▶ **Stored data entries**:
- Opening Delimiter -

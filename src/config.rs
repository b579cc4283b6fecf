//! Configuration types for PDF-to-Markdown conversion.
//!
//! Tuning knobs live in [`ConversionConfig`], built through
//! [`ConversionConfigBuilder`]. The per-run bundle handed to a converter is
//! [`ConversionRequest`]: the input path, the optional output directory, the
//! credential and a config.

use crate::error::PaperShiftError;
use crate::progress::ProgressCallback;
use edgequake_llm::LLMProvider;
use std::fmt;
use std::path::{Path, PathBuf};
use std::sync::Arc;

/// Default rendering DPI.
pub const DEFAULT_DPI: u32 = 300;

/// Default cap on the rendered page height, in pixels.
pub const DEFAULT_TARGET_HEIGHT_PX: u32 = 2048;

/// Default vision model. The `openrouter/` prefix is a routing hint and is
/// stripped before the request goes out.
pub const DEFAULT_MODEL: &str = "openrouter/google/gemini-2.0-flash-001";

/// Default number of concurrent model calls.
pub const DEFAULT_MAX_WORKERS: usize = 4;

/// Default number of pages rendered per batch.
pub const DEFAULT_BATCH_SIZE: usize = 5;

/// Default OpenRouter API root.
pub const DEFAULT_BASE_URL: &str = "https://openrouter.ai/api/v1";

/// DPI ceiling applied in fast mode.
pub const FAST_MODE_MAX_DPI: u32 = 150;

/// Upper bound accepted for `max_retries`.
pub const MAX_RETRIES_LIMIT: u32 = 10;

/// Configuration for a PDF-to-Markdown conversion.
///
/// # Example
/// ```rust
/// use papershift::ConversionConfig;
///
/// let config = ConversionConfig::builder()
///     .dpi(200)
///     .max_workers(8)
///     .fast_mode(true)
///     .build()
///     .unwrap();
/// assert_eq!(config.effective_dpi(), 150);
/// ```
#[derive(Clone)]
pub struct ConversionConfig {
    /// Rendering DPI. Range: 72–600. Default: 300.
    pub dpi: u32,

    /// Maximum rendered page height in pixels. Default: 2048.
    ///
    /// Pages taller than this at the requested DPI are scaled down
    /// proportionally, which keeps image uploads within provider limits.
    pub target_height_px: u32,

    /// Vision model identifier. Default: [`DEFAULT_MODEL`].
    pub model: String,

    /// Concurrent model calls within a batch. Default: 4.
    pub max_workers: usize,

    /// Pages rendered and dispatched together. Default: 5.
    ///
    /// Only one batch of decoded page images is held in memory at a time.
    pub batch_size: usize,

    /// Trade fidelity for speed: compact prompt, JPEG images and DPI capped
    /// at [`FAST_MODE_MAX_DPI`]. Default: false.
    pub fast_mode: bool,

    /// Sampling temperature. Default: 0.1.
    pub temperature: f32,

    /// Maximum tokens the model may generate per page. Default: 4096.
    pub max_tokens: usize,

    /// Retry attempts per page on a transient model failure. Range:
    /// 0–[`MAX_RETRIES_LIMIT`]. Default: 3.
    pub max_retries: u32,

    /// Initial retry delay in milliseconds, doubled per attempt. Default: 500.
    pub retry_backoff_ms: u64,

    /// Per-request model timeout in seconds. Default: 120.
    pub api_timeout_secs: u64,

    /// OpenRouter API root. Default: [`DEFAULT_BASE_URL`].
    pub base_url: String,

    /// Explicit pdfium shared library. If None, the system library is used.
    pub pdfium_library: Option<PathBuf>,

    /// Pre-built LLM provider. When set, converters use it as-is and the
    /// request's API key is not consulted.
    pub provider: Option<Arc<dyn LLMProvider>>,

    /// Optional per-page progress events.
    pub progress_callback: Option<ProgressCallback>,
}

impl Default for ConversionConfig {
    fn default() -> Self {
        Self {
            dpi: DEFAULT_DPI,
            target_height_px: DEFAULT_TARGET_HEIGHT_PX,
            model: DEFAULT_MODEL.to_string(),
            max_workers: DEFAULT_MAX_WORKERS,
            batch_size: DEFAULT_BATCH_SIZE,
            fast_mode: false,
            temperature: 0.1,
            max_tokens: 4096,
            max_retries: 3,
            retry_backoff_ms: 500,
            api_timeout_secs: 120,
            base_url: DEFAULT_BASE_URL.to_string(),
            pdfium_library: None,
            provider: None,
            progress_callback: None,
        }
    }
}

impl fmt::Debug for ConversionConfig {
    fn fmt(&self, f: &mut fmt::Formatter<'_>) -> fmt::Result {
        f.debug_struct("ConversionConfig")
            .field("dpi", &self.dpi)
            .field("target_height_px", &self.target_height_px)
            .field("model", &self.model)
            .field("max_workers", &self.max_workers)
            .field("batch_size", &self.batch_size)
            .field("fast_mode", &self.fast_mode)
            .field("temperature", &self.temperature)
            .field("max_tokens", &self.max_tokens)
            .field("max_retries", &self.max_retries)
            .field("api_timeout_secs", &self.api_timeout_secs)
            .field("base_url", &self.base_url)
            .field("pdfium_library", &self.pdfium_library)
            .field("provider", &self.provider.as_ref().map(|_| "<dyn LLMProvider>"))
            .field(
                "progress_callback",
                &self.progress_callback.as_ref().map(|_| "<dyn ConversionProgressCallback>"),
            )
            .finish()
    }
}

impl ConversionConfig {
    /// Create a new builder for `ConversionConfig`.
    pub fn builder() -> ConversionConfigBuilder {
        ConversionConfigBuilder {
            config: Self::default(),
        }
    }

    /// DPI actually used for rendering, after the fast-mode cap.
    pub fn effective_dpi(&self) -> u32 {
        if self.fast_mode {
            self.dpi.min(FAST_MODE_MAX_DPI)
        } else {
            self.dpi
        }
    }

    /// Model id as OpenRouter expects it, without the `openrouter/` prefix.
    pub fn api_model(&self) -> &str {
        self.model
            .strip_prefix("openrouter/")
            .unwrap_or(&self.model)
    }
}

/// Builder for [`ConversionConfig`].
#[derive(Debug)]
pub struct ConversionConfigBuilder {
    config: ConversionConfig,
}

impl ConversionConfigBuilder {
    pub fn dpi(mut self, dpi: u32) -> Self {
        self.config.dpi = dpi;
        self
    }

    pub fn target_height_px(mut self, px: u32) -> Self {
        self.config.target_height_px = px;
        self
    }

    pub fn model(mut self, model: impl Into<String>) -> Self {
        self.config.model = model.into();
        self
    }

    pub fn max_workers(mut self, n: usize) -> Self {
        self.config.max_workers = n;
        self
    }

    pub fn batch_size(mut self, n: usize) -> Self {
        self.config.batch_size = n;
        self
    }

    pub fn fast_mode(mut self, v: bool) -> Self {
        self.config.fast_mode = v;
        self
    }

    pub fn temperature(mut self, t: f32) -> Self {
        self.config.temperature = t.clamp(0.0, 2.0);
        self
    }

    pub fn max_tokens(mut self, n: usize) -> Self {
        self.config.max_tokens = n;
        self
    }

    pub fn max_retries(mut self, n: u32) -> Self {
        self.config.max_retries = n;
        self
    }

    pub fn retry_backoff_ms(mut self, ms: u64) -> Self {
        self.config.retry_backoff_ms = ms;
        self
    }

    pub fn api_timeout_secs(mut self, secs: u64) -> Self {
        self.config.api_timeout_secs = secs;
        self
    }

    pub fn base_url(mut self, url: impl Into<String>) -> Self {
        self.config.base_url = url.into();
        self
    }

    pub fn pdfium_library(mut self, path: impl Into<PathBuf>) -> Self {
        self.config.pdfium_library = Some(path.into());
        self
    }

    pub fn provider(mut self, provider: Arc<dyn LLMProvider>) -> Self {
        self.config.provider = Some(provider);
        self
    }

    pub fn progress_callback(mut self, cb: ProgressCallback) -> Self {
        self.config.progress_callback = Some(cb);
        self
    }

    /// Build the configuration, validating constraints.
    pub fn build(self) -> Result<ConversionConfig, PaperShiftError> {
        let c = &self.config;
        if !(72..=600).contains(&c.dpi) {
            return Err(PaperShiftError::InvalidConfig(format!(
                "DPI must be 72–600, got {}",
                c.dpi
            )));
        }
        if c.target_height_px < 100 {
            return Err(PaperShiftError::InvalidConfig(format!(
                "Target height must be ≥ 100 px, got {}",
                c.target_height_px
            )));
        }
        if c.max_workers == 0 {
            return Err(PaperShiftError::InvalidConfig(
                "Max workers must be ≥ 1".into(),
            ));
        }
        if c.batch_size == 0 {
            return Err(PaperShiftError::InvalidConfig(
                "Batch size must be ≥ 1".into(),
            ));
        }
        if c.max_retries > MAX_RETRIES_LIMIT {
            return Err(PaperShiftError::InvalidConfig(format!(
                "Max retries must be ≤ {MAX_RETRIES_LIMIT}, got {}",
                c.max_retries
            )));
        }
        if c.api_timeout_secs == 0 {
            return Err(PaperShiftError::InvalidConfig(
                "API timeout must be ≥ 1 second".into(),
            ));
        }
        if c.model.trim().is_empty() {
            return Err(PaperShiftError::InvalidConfig(
                "Model must not be empty".into(),
            ));
        }
        Ok(self.config)
    }
}

// ── Credential ───────────────────────────────────────────────────────────

/// An OpenRouter API key. `Debug` never prints the secret.
#[derive(Clone, PartialEq, Eq)]
pub struct ApiKey(String);

impl ApiKey {
    /// Wrap a key; blank strings are treated as absent.
    pub fn new(key: impl Into<String>) -> Option<Self> {
        let key = key.into();
        if key.trim().is_empty() {
            None
        } else {
            Some(Self(key))
        }
    }

    pub fn expose(&self) -> &str {
        &self.0
    }
}

impl fmt::Debug for ApiKey {
    fn fmt(&self, f: &mut fmt::Formatter<'_>) -> fmt::Result {
        f.write_str("ApiKey(<redacted>)")
    }
}

// ── Request ──────────────────────────────────────────────────────────────

/// Everything a [`crate::convert::MarkdownConverter`] needs for one document.
#[derive(Debug, Clone)]
pub struct ConversionRequest {
    pub pdf_path: PathBuf,
    pub output_dir: Option<PathBuf>,
    pub api_key: ApiKey,
    pub config: ConversionConfig,
}

impl ConversionRequest {
    pub fn new(pdf_path: impl Into<PathBuf>, api_key: ApiKey) -> Self {
        Self {
            pdf_path: pdf_path.into(),
            output_dir: None,
            api_key,
            config: ConversionConfig::default(),
        }
    }

    pub fn with_output_dir(mut self, dir: impl Into<PathBuf>) -> Self {
        self.output_dir = Some(dir.into());
        self
    }

    pub fn with_config(mut self, config: ConversionConfig) -> Self {
        self.config = config;
        self
    }

    pub fn pdf_path(&self) -> &Path {
        &self.pdf_path
    }
}

#[cfg(test)]
mod tests {
    use super::*;

    #[test]
    fn defaults_match_documented_values() {
        let c = ConversionConfig::default();
        assert_eq!(c.dpi, 300);
        assert_eq!(c.target_height_px, 2048);
        assert_eq!(c.max_workers, 4);
        assert_eq!(c.batch_size, 5);
        assert!(!c.fast_mode);
        assert_eq!(c.model, "openrouter/google/gemini-2.0-flash-001");
    }

    #[test]
    fn builder_rejects_zero_workers() {
        let err = ConversionConfig::builder().max_workers(0).build().unwrap_err();
        assert!(err.to_string().contains("workers"));
    }

    #[test]
    fn builder_rejects_zero_batch() {
        assert!(ConversionConfig::builder().batch_size(0).build().is_err());
    }

    #[test]
    fn builder_rejects_out_of_range_dpi() {
        assert!(ConversionConfig::builder().dpi(10).build().is_err());
        assert!(ConversionConfig::builder().dpi(1200).build().is_err());
        assert!(ConversionConfig::builder().dpi(72).build().is_ok());
    }

    #[test]
    fn builder_rejects_tiny_target_height() {
        assert!(ConversionConfig::builder()
            .target_height_px(50)
            .build()
            .is_err());
    }

    #[test]
    fn builder_bounds_retries_and_timeout() {
        assert!(ConversionConfig::builder().max_retries(10).build().is_ok());
        assert!(ConversionConfig::builder().max_retries(300).build().is_err());
        assert!(ConversionConfig::builder().api_timeout_secs(0).build().is_err());
    }

    #[test]
    fn debug_hides_provider() {
        let c = ConversionConfig::builder()
            .provider(Arc::new(edgequake_llm::MockProvider::new()))
            .build()
            .unwrap();
        assert!(format!("{c:?}").contains("<dyn LLMProvider>"));
    }

    #[test]
    fn builder_rejects_blank_model() {
        assert!(ConversionConfig::builder().model("  ").build().is_err());
    }

    #[test]
    fn fast_mode_caps_dpi() {
        let c = ConversionConfig::builder().fast_mode(true).build().unwrap();
        assert_eq!(c.effective_dpi(), FAST_MODE_MAX_DPI);

        let c = ConversionConfig::builder()
            .dpi(100)
            .fast_mode(true)
            .build()
            .unwrap();
        assert_eq!(c.effective_dpi(), 100);
    }

    #[test]
    fn api_model_strips_routing_prefix() {
        let c = ConversionConfig::default();
        assert_eq!(c.api_model(), "google/gemini-2.0-flash-001");

        let c = ConversionConfig::builder()
            .model("anthropic/claude-3.5-sonnet")
            .build()
            .unwrap();
        assert_eq!(c.api_model(), "anthropic/claude-3.5-sonnet");
    }

    #[test]
    fn api_key_rejects_blank() {
        assert!(ApiKey::new("").is_none());
        assert!(ApiKey::new("   ").is_none());
        assert_eq!(ApiKey::new("sk-or-1").unwrap().expose(), "sk-or-1");
    }

    #[test]
    fn api_key_debug_is_redacted() {
        let key = ApiKey::new("sk-or-secret").unwrap();
        assert!(!format!("{key:?}").contains("secret"));
    }
}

- Closing Delimiter -

▶ **TASK TO CARRY OUT**:
If a line comes after the one containing "height, in pixels.", leave it out; set down every line of the data before it, and that line itself, exactly.

▶ **ANSWER TO THE EXERCISE**:
filename src/config.rs
repository b579cc4283b6fecf
//! Configuration types for PDF-to-Markdown conversion.
//!
//! Tuning knobs live in [`ConversionConfig`], built through
//! [`ConversionConfigBuilder`]. The per-run bundle handed to a converter is
//! [`ConversionRequest`]: the input path, the optional output directory, the
//! credential and a config.

use crate::error::PaperShiftError;
use crate::progress::ProgressCallback;
use edgequake_llm::LLMProvider;
use std::fmt;
use std::path::{Path, PathBuf};
use std::sync::Arc;

/// Default rendering DPI.
pub const DEFAULT_DPI: u32 = 300;

/// Default cap on the rendered page height, in pixels.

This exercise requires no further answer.